Funding for community pharmacy has increased from just under £2,000m in 2007–08 to £2,525m in 2011–12. In context this means it now costs almost 29 per cent of the drug cost to fund the dispensing and other services provided under the community pharmacy contractual framework.
So with drug costs stable or even decreasing and increased funding going into community pharmacy, the sector should, whether the economy can afford it or not, be upbeat. It does not, however, appear to be as simple as that. Independent contractor colleagues appear to be struggling while some multiple pharmacy groups are reporting good results and the Boots/Walgreen scenario suggests that the sector retains value.

One contributory factor to this good outlook (for shareholders) is cost containment — static or falling wages for pharmacists due to increasing numbers of graduates and EU pharmacist availability. Locum pharmacist costs are also being contained, the current hourly rate being more or less the same as it was a decade ago.

The result of all this is that we have an extensive network of pharmacies, highly efficient (for the large scale operators) and making use of pharmacists (a legal necessity) to supply medicines to patients.
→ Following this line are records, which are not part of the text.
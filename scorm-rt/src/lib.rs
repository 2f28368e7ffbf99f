//! scorm-rt - SCORM Session Bridge
//!
//! Sits between a third-party SCO (Shareable Content Object) and the
//! runtime-state endpoint. The SCO sees the synchronous SCORM 1.2 (`API`) and
//! SCORM 2004 (`API_1484_11`) surfaces; persistence happens asynchronously
//! behind a debounced commit scheduler.
//!
//! Typical embedding:
//!
//! ```no_run
//! use std::sync::Arc;
//! use scorm_rt::{ApiHost, BridgeConfig, HttpTransport};
//!
//! # async fn run() -> Result<(), scorm_rt::BridgeError> {
//! let config = BridgeConfig::new("http://127.0.0.1:5740");
//! let transport = Arc::new(HttpTransport::new(&config)?);
//! let host = ApiHost::new();
//! host.mount("lesson-1", transport, &config).await;
//!
//! host.call("API", "LMSInitialize", &[""]).await?;
//! host.call("API", "LMSSetValue", &["cmi.core.lesson_status", "incomplete"]).await?;
//! host.call("API", "LMSFinish", &[""]).await?;
//! host.unmount();
//! # Ok(())
//! # }
//! ```

pub mod api;
pub mod config;
pub mod error;
pub mod host;
pub mod scheduler;
pub mod session;
pub mod transport;

pub use api::{dispatch, RuntimeApi, ScormApi, ScormMethod};
pub use config::BridgeConfig;
pub use error::{BridgeError, BridgeResult};
pub use host::ApiHost;
pub use scheduler::CommitScheduler;
pub use session::ScormSession;
pub use transport::{HttpTransport, RuntimeTransport};

/// SCORM wire value for success
pub const SCORM_TRUE: &str = "true";

/// SCORM wire value for failure
pub const SCORM_FALSE: &str = "false";

/// Convert a bool into the SCORM wire string
pub(crate) fn scorm_bool(value: bool) -> String {
    if value { SCORM_TRUE } else { SCORM_FALSE }.to_string()
}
But what we do not seem to have is a practice setting and a contractual framework that adds value to the supply function by making use of pharmacists’ skills and knowledge to support patients to optimise their medicines.

What I think makes this of more than academic interest is the economic position and outlook. It seems highly unlikely that any commissioner will continue to pay more and more without getting better outcomes; indeed the challenge now via the QIPP (quality, innovation, productivity and prevention) agenda and other initiatives is to get better outcomes more cost effectively.

Acute challenge

This challenge is likely to get ever more acute as funding for the NHS remains under pressure and, ultimately, if community pharmacy cannot deliver on medicines optimisation within the context of the current contracting arrangements new ones will be needed. These may involve separation of the supply function from the optimisation work. This might mean large scale, low cost suppliers employing relatively few pharmacists and an extensive network of community-based pharmacists — working closely with GPs and other primary healthcare clinicians — to support patients in getting the best out of their medicines, and in doing so improve their quality of life, avoiding admissions to hospital and the myriad of other demands on healthcare provision that come with poor medicines optimisation.

Such a model could liberate the clinical potential within the community pharmacy workforce which is, sadly, in many cases being wasted at the moment and in addition reduce demand on other parts of the healthcare system. With sensible procurement and commissioning arrangements it could also cost less than the current £2,525m that we currently spend on the service.

Offering better outcomes for patients, better value for money, a reduction in demand on secondary care and a more clinically focused career path for pharmacists working in the community — is it not time for some bold thinking on how we can achieve medicines optimisation?
And, if the current, tired contractual framework is holding this back, is it not time for a totally different approach?